Absolute arterial cerebral blood volume quantification using inflow vascular-space-occupancy with dynamic subtraction magnetic resonance imaging

Affiliations

Absolute arterial cerebral blood volume quantification using inflow vascular-space-occupancy with dynamic subtraction magnetic resonance imaging

Manus J Donahue et al. J Cereb Blood Flow Metab. 2010 Jul.

Abstract

In patients with steno-occlusive disease of the internal carotid artery (ICA), cerebral blood flow may be maintained by autoregulatory increases in arterial cerebral blood volume (aCBV).
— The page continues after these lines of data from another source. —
//! kubedeck public API façade (in-process).
//!
//! Frontends pick a [`ResourceKind`] at runtime and get JSON back; typed access stays
//! available through [`InProcApi::ops`]. Composite workloads go through
//! [`CompositeWorkloads`].

#![forbid(unsafe_code)]

pub mod config;
pub mod kind;
pub mod workload;

use std::sync::Arc;
use std::time::Instant;

use deck_core::{DeckError, DeckResult, NamespaceCount};
use deck_ops::KubeOps;
use deck_persist::{SqliteStore, Store};
use deck_select::{Selection, SelectionQuery};
use serde::Serialize;
use serde_json::Value;
use tracing::info;

pub use config::DeckConfig;
pub use deck_core::{CompositeStage, CompositeWorkloadRecord, ExposureType};
pub use kind::ResourceKind;
pub use workload::{CompositeRecords, CompositeWorkloads, CreateCompositeWorkload};

fn to_json<T: Serialize>(v: &T) -> DeckResult<Value> {
    serde_json::to_value(v).map_err(|e| DeckError::upstream(format!("encoding object: {}", e)))
}

fn json_selection<T: Serialize>(sel: Selection<T>) -> DeckResult<Selection<Value>> {
    let items = sel.items.iter().map(to_json).collect::<DeckResult<Vec<_>>>()?;
    Ok(Selection { items, total: sel.total })
}

/// Bind `$svc` to the typed service for `$kind` and evaluate `$body`.
macro_rules! on_kind {
    ($ops:expr, $kind:expr, $svc:ident => $body:expr) => {
        match $kind {
            ResourceKind::Deployment => { let $svc = &$ops.deployments; $body }
            ResourceKind::StatefulSet => { let $svc = &$ops.stateful_sets; $body }
            ResourceKind::DaemonSet => { let $svc = &$ops.daemon_sets; $body }
            ResourceKind::Pod => { let $svc = &$ops.pods; $body }
            ResourceKind::Service => { let $svc = &$ops.services; $body }
            ResourceKind::Ingress => { let $svc = &$ops.ingresses; $body }
            ResourceKind::PersistentVolume => { let $svc = &$ops.persistent_volumes; $body }
            ResourceKind::PersistentVolumeClaim => { let $svc = &$ops.persistent_volume_claims; $body }
            ResourceKind::Namespace => { let $svc = &$ops.namespaces; $body }
            ResourceKind::Node => { let $svc = &$ops.nodes; $body }
            ResourceKind::ConfigMap => { let $svc = &$ops.config_maps; $body }
            ResourceKind::Secret => { let $svc = &$ops.secrets; $body }
        }
    };
}

/// In-process implementation that calls internal crates directly.
pub struct InProcApi {
    config: DeckConfig,
    ops: KubeOps,
    workloads: CompositeWorkloads,
}

impl InProcApi {
    /// Open the record store named by `config`. Reading records needs nothing else.
    pub fn open_records(config: &DeckConfig) -> anyhow::Result<CompositeRecords> {
        let store = SqliteStore::open(&config.db_path)?;
        Ok(CompositeRecords::new(Arc::new(store)))
    }

    /// Open the record store named by `config` and connect to the cluster.
    pub async fn connect(config: DeckConfig) -> anyhow::Result<Self> {
        let records = Self::open_records(&config)?;
        Self::connect_with(config, records).await
    }

    /// Connect to the cluster, reusing an already opened record store.
    pub async fn connect_with(config: DeckConfig, records: CompositeRecords) -> anyhow::Result<Self> {
        let client = deck_kubehub::connect(config.kubeconfig.as_deref()).await?;
        info!(db = %config.db_path, field_manager = %config.field_manager, "api: connected");
        let ops = KubeOps::new(client, &config.field_manager);
        Ok(Self::from_parts(config, ops, records.store))
    }

    pub fn from_parts(config: DeckConfig, ops: KubeOps, store: Arc<dyn Store>) -> Self {
        let workloads = CompositeWorkloads::new(store, Arc::new(ops.clone()));
        Self { config, ops, workloads }
    }

    pub fn config(&self) -> &DeckConfig { &self.config }

    // cluster-scoped kinds never carry a namespace
    fn scope<'a>(kind: ResourceKind, namespace: Option<&'a str>) -> Option<&'a str> {
        if kind.namespaced() { namespace } else { None }
    }

    /// Typed per-kind services.
    pub fn ops(&self) -> &KubeOps { &self.ops }

    pub fn workloads(&self) -> &CompositeWorkloads { &self.workloads }

    pub async fn list(&self, kind: ResourceKind, namespace: Option<&str>, query: &SelectionQuery) -> DeckResult<Selection<Value>> {
        let t0 = Instant::now();
        let namespace = Self::scope(kind, namespace);
        let sel = on_kind!(self.ops, kind, svc => json_selection(svc.list(namespace, query).await?))?;
        info!(kind = %kind, filter = %query.name(), page = query.page(), total = sel.total, took_ms = %t0.elapsed().as_millis(), "api: list ok");
        Ok(sel)
    }

    pub async fn get(&self, kind: ResourceKind, namespace: Option<&str>, name: &str) -> DeckResult<Value> {
        let namespace = Self::scope(kind, namespace);
        on_kind!(self.ops, kind, svc => to_json(&svc.get(namespace, name).await?))
    }

    /// Create from a JSON document; returns the stored object.
    pub async fn create(&self, kind: ResourceKind, namespace: Option<&str>, content: &str) -> DeckResult<Value> {
        let t0 = Instant::now();
        let namespace = Self::scope(kind, namespace);
        let v = on_kind!(self.ops, kind, svc => to_json(&svc.create_from(namespace, content).await?))?;
        info!(kind = %kind, took_ms = %t0.elapsed().as_millis(), "api: create ok");
        Ok(v)
    }

    /// Replace from a JSON document; returns the stored object.
    pub async fn update(&self, kind: ResourceKind, namespace: Option<&str>, content: &str) -> DeckResult<Value> {
        let t0 = Instant::now();
        let namespace = Self::scope(kind, namespace);
        let v = on_kind!(self.ops, kind, svc => to_json(&svc.update(namespace, content).await?))?;
        info!(kind = %kind, took_ms = %t0.elapsed().as_millis(), "api: update ok");
        Ok(v)
    }

    pub async fn delete(&self, kind: ResourceKind, namespace: Option<&str>, name: &str) -> DeckResult<()> {
        let namespace = Self::scope(kind, namespace);
        on_kind!(self.ops, kind, svc => svc.delete(namespace, name).await)
    }

    pub async fn count_per_namespace(&self, kind: ResourceKind) -> DeckResult<Vec<NamespaceCount>> {
        on_kind!(self.ops, kind, svc => svc.count_per_namespace().await)
    }

    pub async fn scale(&self, kind: ResourceKind, namespace: Option<&str>, name: &str, replicas: i32) -> DeckResult<i32> {
        match kind {
            ResourceKind::Deployment => self.ops.deployments.scale(namespace, name, replicas).await,
            ResourceKind::StatefulSet => self.ops.stateful_sets.scale(namespace, name, replicas).await,
            other => Err(DeckError::validation(format!("{} cannot be scaled", other))),
        }
    }

    pub async fn restart(&self, kind: ResourceKind, namespace: Option<&str>, name: &str) -> DeckResult<()> {
        match kind {
            ResourceKind::Deployment => self.ops.deployments.restart(namespace, name).await,
            ResourceKind::StatefulSet => self.ops.stateful_sets.restart(namespace, name).await,
            ResourceKind::DaemonSet => self.ops.daemon_sets.restart(namespace, name).await,
            other => Err(DeckError::validation(format!("{} cannot be restarted", other))),
        }
    }

    pub async fn pod_containers(&self, namespace: Option<&str>, pod: &str) -> DeckResult<Vec<String>> {
        self.ops.pods.containers(namespace, pod).await
    }

    /// Log tail of one container, bounded by the configured line count.
    pub async fn pod_logs(&self, namespace: Option<&str>, pod: &str, container: Option<&str>) -> DeckResult<String> {
        self.ops.pods.logs(namespace, pod, container, self.config.pod_log_tail_lines).await
    }
}
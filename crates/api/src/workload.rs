//! Composite workload orchestration.
//!
//! A composite workload is one tracked record plus the cluster objects derived from its
//! name: a deployment, a service and, for route-exposed workloads, an ingress. Create
//! persists the record first and then creates workload, service and route in that order.
//! Delete walks the reverse order and drops the record last. Neither direction rolls
//! back: a failure stops the sequence and leaves earlier steps in place, with the record
//! stage showing how far a create got.

use std::collections::BTreeMap;
use std::sync::Arc;
use std::time::Instant;

use deck_core::{CompositeStage, CompositeWorkloadRecord, DeckError, DeckResult, ExposureType};
use deck_ops::manifest::{
    build_deployment, build_ingress, build_service, Labels, ResourceLimits, RoutePath, RouteSpec, ServiceSpec, WorkloadSpec,
};
use deck_ops::CompositeBackend;
use deck_persist::Store;
use deck_select::{Selection, SelectionQuery};
use metrics::counter;
use serde::{Deserialize, Serialize};
use tracing::{info, warn};

/// Everything needed to create a composite workload.
#[derive(Debug, Clone, PartialEq, Eq, Serialize, Deserialize)]
#[serde(rename_all = "camelCase")]
pub struct CreateCompositeWorkload {
    pub name: String,
    pub namespace: String,
    pub replicas: i32,
    pub image: String,
    pub labels: Labels,
    #[serde(default)]
    pub resources: Option<ResourceLimits>,
    #[serde(default)]
    pub health_check_path: Option<String>,
    pub exposure_type: ExposureType,
    pub container_port: i32,
    pub service_port: i32,
    /// Honored for node-exposed workloads only.
    #[serde(default)]
    pub node_port: Option<i32>,
    /// Route rules keyed by host; required for route-exposed workloads.
    #[serde(default)]
    pub route_hosts: BTreeMap<String, Vec<RoutePath>>,
}

fn valid_port(p: i32) -> bool { (1..=65535).contains(&p) }

impl CreateCompositeWorkload {
    pub fn validate(&self) -> DeckResult<()> {
        if self.name.trim().is_empty() {
            return Err(DeckError::validation("name is required"));
        }
        if self.namespace.trim().is_empty() {
            return Err(DeckError::validation("namespace is required"));
        }
        if self.image.trim().is_empty() {
            return Err(DeckError::validation("image is required"));
        }
        if self.labels.is_empty() {
            return Err(DeckError::validation("at least one label is required to select pods"));
        }
        if self.replicas < 0 {
            return Err(DeckError::validation(format!("replicas must be >= 0, got {}", self.replicas)));
        }
        if !valid_port(self.container_port) {
            return Err(DeckError::validation(format!("containerPort out of range: {}", self.container_port)));
        }
        if !valid_port(self.service_port) {
            return Err(DeckError::validation(format!("servicePort out of range: {}", self.service_port)));
        }
        if let Some(np) = self.node_port {
            if np < 0 || np > 65535 {
                return Err(DeckError::validation(format!("nodePort out of range: {}", np)));
            }
        }
        if let Some(path) = self.health_check_path.as_deref() {
            if !path.starts_with('/') {
                return Err(DeckError::validation(format!("healthCheckPath must start with '/': {}", path)));
            }
        }
        if self.exposure_type.has_route() {
            if self.route_hosts.is_empty() {
                return Err(DeckError::validation("Ingress exposure needs at least one route host"));
            }
            if let Some((host, _)) = self.route_hosts.iter().find(|(h, paths)| h.trim().is_empty() || paths.is_empty()) {
                return Err(DeckError::validation(format!("route host {:?} needs a name and at least one path", host)));
            }
        }
        Ok(())
    }

    fn workload_spec(&self, rec: &CompositeWorkloadRecord) -> WorkloadSpec {
        WorkloadSpec {
            name: rec.workload_resource_name.clone(),
            namespace: self.namespace.clone(),
            replicas: self.replicas,
            image: self.image.clone(),
            labels: self.labels.clone(),
            container_port: self.container_port,
            health_check_path: self.health_check_path.clone(),
            resources: self.resources.clone(),
        }
    }

    fn service_spec(&self, rec: &CompositeWorkloadRecord) -> ServiceSpec {
        ServiceSpec {
            name: rec.service_resource_name.clone(),
            namespace: self.namespace.clone(),
            service_type: self.exposure_type.service_type().to_string(),
            port: self.service_port,
            container_port: self.container_port,
            node_port: match self.exposure_type {
                ExposureType::NodeExposed => self.node_port,
                _ => None,
            },
            labels: self.labels.clone(),
            selector: self.labels.clone(),
        }
    }

    fn route_spec(&self, rec: &CompositeWorkloadRecord) -> RouteSpec {
        RouteSpec {
            name: rec.route_resource_name.clone(),
            namespace: self.namespace.clone(),
            labels: self.labels.clone(),
            service_name: rec.service_resource_name.clone(),
            service_port: self.service_port,
            hosts: self.route_hosts.clone(),
        }
    }
}

/// Read side of the record store. Needs no cluster connection.
#[derive(Clone)]
pub struct CompositeRecords {
    pub(crate) store: Arc<dyn Store>,
}

impl CompositeRecords {
    pub fn new(store: Arc<dyn Store>) -> Self { Self { store } }

    pub fn get(&self, id: i64) -> DeckResult<CompositeWorkloadRecord> {
        self.store
            .get(id)
            .map_err(|e| DeckError::upstream(format!("load composite record {}: {:#}", id, e)))?
            .ok_or_else(|| DeckError::not_found(format!("composite workload {}", id)))
    }

    /// Name-filtered page of records, newest first; `total` counts every match.
    pub fn list(&self, query: &SelectionQuery) -> DeckResult<Selection<CompositeWorkloadRecord>> {
        let (items, total) = self.store.list(query).map_err(|e| DeckError::upstream(format!("list composite records: {:#}", e)))?;
        Ok(Selection { items, total })
    }
}

/// Drives record storage and cluster object creation for composite workloads.
#[derive(Clone)]
pub struct CompositeWorkloads {
    store: Arc<dyn Store>,
    records: CompositeRecords,
    backend: Arc<dyn CompositeBackend>,
}

impl CompositeWorkloads {
    pub fn new(store: Arc<dyn Store>, backend: Arc<dyn CompositeBackend>) -> Self {
        Self { records: CompositeRecords::new(store.clone()), store, backend }
    }

    pub fn records(&self) -> &CompositeRecords { &self.records }

    /// Persist, then workload, service and route. Returns the record at `Completed`.
    pub async fn create(&self, req: &CreateCompositeWorkload) -> DeckResult<CompositeWorkloadRecord> {
        let started = Instant::now();
        let res = self.create_steps(req).await;
        let outcome = match &res {
            Ok(_) => "ok",
            Err(e) => e.kind(),
        };
        counter!("composite_create_total", 1u64, "outcome" => outcome);
        match &res {
            Ok(rec) => info!(id = rec.id, name = %rec.name, ns = %rec.namespace, took_ms = %started.elapsed().as_millis(), "composite create ok"),
            Err(e) => warn!(name = %req.name, ns = %req.namespace, error = %e, took_ms = %started.elapsed().as_millis(), "composite create failed"),
        }
        res
    }

    async fn create_steps(&self, req: &CreateCompositeWorkload) -> DeckResult<CompositeWorkloadRecord> {
        req.validate()?;
        let mut rec = CompositeWorkloadRecord::new(&req.name, &req.namespace, req.replicas, req.exposure_type);
        rec.id = self.store.insert(&rec).map_err(|e| DeckError::upstream(format!("persist composite record: {:#}", e)))?;
        info!(id = rec.id, name = %rec.name, stage = %rec.stage, "composite record persisted");

        self.backend.create_workload(&req.namespace, build_deployment(&req.workload_spec(&rec))).await?;
        self.advance(&mut rec, CompositeStage::WorkloadCreated);

        self.backend.create_service(&req.namespace, build_service(&req.service_spec(&rec))).await?;
        self.advance(&mut rec, CompositeStage::ServiceCreated);

        if rec.has_route() {
            self.backend.create_route(&req.namespace, build_ingress(&req.route_spec(&rec))).await?;
            self.advance(&mut rec, CompositeStage::RouteCreated);
        }

        self.advance(&mut rec, CompositeStage::Completed);
        Ok(rec)
    }

    // Stage bookkeeping never fails the sequence; the cluster object already exists.
    fn advance(&self, rec: &mut CompositeWorkloadRecord, stage: CompositeStage) {
        rec.stage = stage;
        if let Err(e) = self.store.set_stage(rec.id, stage) {
            warn!(id = rec.id, stage = %stage, error = %e, "composite stage update failed");
        }
    }

    /// Route, service, workload, then the record. Stops at the first failure.
    pub async fn delete(&self, id: i64) -> DeckResult<()> {
        let started = Instant::now();
        let res = self.delete_steps(id).await;
        let outcome = match &res {
            Ok(_) => "ok",
            Err(e) => e.kind(),
        };
        counter!("composite_delete_total", 1u64, "outcome" => outcome);
        match &res {
            Ok(()) => info!(id, took_ms = %started.elapsed().as_millis(), "composite delete ok"),
            Err(e) => warn!(id, error = %e, took_ms = %started.elapsed().as_millis(), "composite delete failed"),
        }
        res
    }

    async fn delete_steps(&self, id: i64) -> DeckResult<()> {
        let rec = self.get(id)?;
        if rec.has_route() {
            self.backend.delete_route(&rec.namespace, &rec.route_resource_name).await?;
        }
        self.backend.delete_service(&rec.namespace, &rec.service_resource_name).await?;
        self.backend.delete_workload(&rec.namespace, &rec.workload_resource_name).await?;
        self.store.delete(id).map_err(|e| DeckError::upstream(format!("delete composite record {}: {:#}", id, e)))
    }

    pub fn get(&self, id: i64) -> DeckResult<CompositeWorkloadRecord> { self.records.get(id) }

    pub fn list(&self, query: &SelectionQuery) -> DeckResult<Selection<CompositeWorkloadRecord>> { self.records.list(query) }
}

#[cfg(test)]
mod tests {
    use super::*;

    fn request(exposure: ExposureType) -> CreateCompositeWorkload {
        let mut route_hosts = BTreeMap::new();
        if exposure.has_route() {
            route_hosts.insert("web.example.com".to_string(), vec![RoutePath { path: "/".into(), path_type: None }]);
        }
        CreateCompositeWorkload {
            name: "web".into(),
            namespace: "prod".into(),
            replicas: 2,
            image: "nginx:1.25".into(),
            labels: [("app".to_string(), "web".to_string())].into_iter().collect(),
            resources: None,
            health_check_path: Some("/healthz".into()),
            exposure_type: exposure,
            container_port: 8080,
            service_port: 80,
            node_port: Some(30080),
            route_hosts,
        }
    }

    #[test]
    fn validation_rejects_bad_requests() {
        assert!(request(ExposureType::ClusterLocal).validate().is_ok());
        assert!(request(ExposureType::RouteExposed).validate().is_ok());

        let mut r = request(ExposureType::ClusterLocal);
        r.name = " ".into();
        assert!(matches!(r.validate(), Err(DeckError::Validation(_))));

        let mut r = request(ExposureType::ClusterLocal);
        r.labels.clear();
        assert!(matches!(r.validate(), Err(DeckError::Validation(_))));

        let mut r = request(ExposureType::ClusterLocal);
        r.container_port = 0;
        assert!(matches!(r.validate(), Err(DeckError::Validation(_))));

        let mut r = request(ExposureType::ClusterLocal);
        r.replicas = -1;
        assert!(matches!(r.validate(), Err(DeckError::Validation(_))));

        let mut r = request(ExposureType::RouteExposed);
        r.route_hosts.clear();
        assert!(matches!(r.validate(), Err(DeckError::Validation(_))));

        let mut r = request(ExposureType::RouteExposed);
        r.route_hosts.insert("api.example.com".into(), vec![]);
        assert!(matches!(r.validate(), Err(DeckError::Validation(_))));

        let mut r = request(ExposureType::ClusterLocal);
        r.health_check_path = Some("healthz".into());
        assert!(matches!(r.validate(), Err(DeckError::Validation(_))));
    }

    #[test]
    fn service_type_and_node_port_follow_exposure() {
        let rec_for = |e| CompositeWorkloadRecord::new("web", "prod", 2, e);

        let routed = request(ExposureType::RouteExposed);
        let svc = routed.service_spec(&rec_for(ExposureType::RouteExposed));
        assert_eq!(svc.service_type, "ClusterIP");
        assert_eq!(svc.node_port, None);
        assert_eq!(svc.name, "web-svc");

        let node = request(ExposureType::NodeExposed);
        let svc = node.service_spec(&rec_for(ExposureType::NodeExposed));
        assert_eq!(svc.service_type, "NodePort");
        assert_eq!(svc.node_port, Some(30080));
        assert_eq!(svc.selector, node.labels);

        let route = routed.route_spec(&rec_for(ExposureType::RouteExposed));
        assert_eq!(route.name, "web-ing");
        assert_eq!(route.service_name, "web-svc");
        assert_eq!(route.service_port, 80);
    }

    #[test]
    fn request_reads_camel_case_json() {
        let raw = r#"{
            "name": "api", "namespace": "dev", "replicas": 1, "image": "api:1",
            "labels": {"app": "api"}, "exposureType": "NodePort",
            "containerPort": 9000, "servicePort": 9000, "nodePort": 31000
        }"#;
        let req: CreateCompositeWorkload = serde_json::from_str(raw).unwrap();
        assert_eq!(req.exposure_type, ExposureType::NodeExposed);
        assert_eq!(req.node_port, Some(31000));
        assert!(req.route_hosts.is_empty());
        assert!(req.validate().is_ok());
    }
}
Therefore, characterizing aCBV may be useful for understanding hemodynamic compensation strategies. A new 'inflow vascular-space-occupancy with dynamic subtraction (iVASO-DS)' MRI approach is presented where aCBV (mL blood/100 mL parenchyma) is quantified without contrast agents using the difference between images with and without inflowing blood water signal. The iVASO-DS contrast mechanism is investigated (3.0 T, spatial resolution=2.4 x 2.4 x 5 mm(3)) in healthy volunteers (n=8; age=29+/-5 years), and patients with mild (n=7; age=72+/-8 years) and severe (n=10; age=73+/-8 years) ICA stenoses. aCBV was quantified in right and left hemispheres in controls, and, alongside industry standard dynamic susceptibility contrast (DSC), contralateral (cont), and ipsilateral (ips) to maximum stenosis in patients. iVASO contrast significantly correlated (R=0.67, P<0.01) with DSC-CBV after accounting for transit time discrepancies. Gray matter aCBV (mL/100 mL) was 1.60+/-0.10 (right) versus 1.61+/-0.20 (left) in controls, 1.59+/-0.38 (cont) and 1.65+/-0.37 (ips) in mild stenosis patients, and 1.72+/-0.18 (cont) and 1.58+/-0.20 (ips) in severe stenosis patients. aCBV was asymmetric (P<0.01) in 41% of patients whereas no asymmetry was found in any control. The potential of iVASO-DS for autoregulation studies is discussed in the context of existing hemodynamic literature.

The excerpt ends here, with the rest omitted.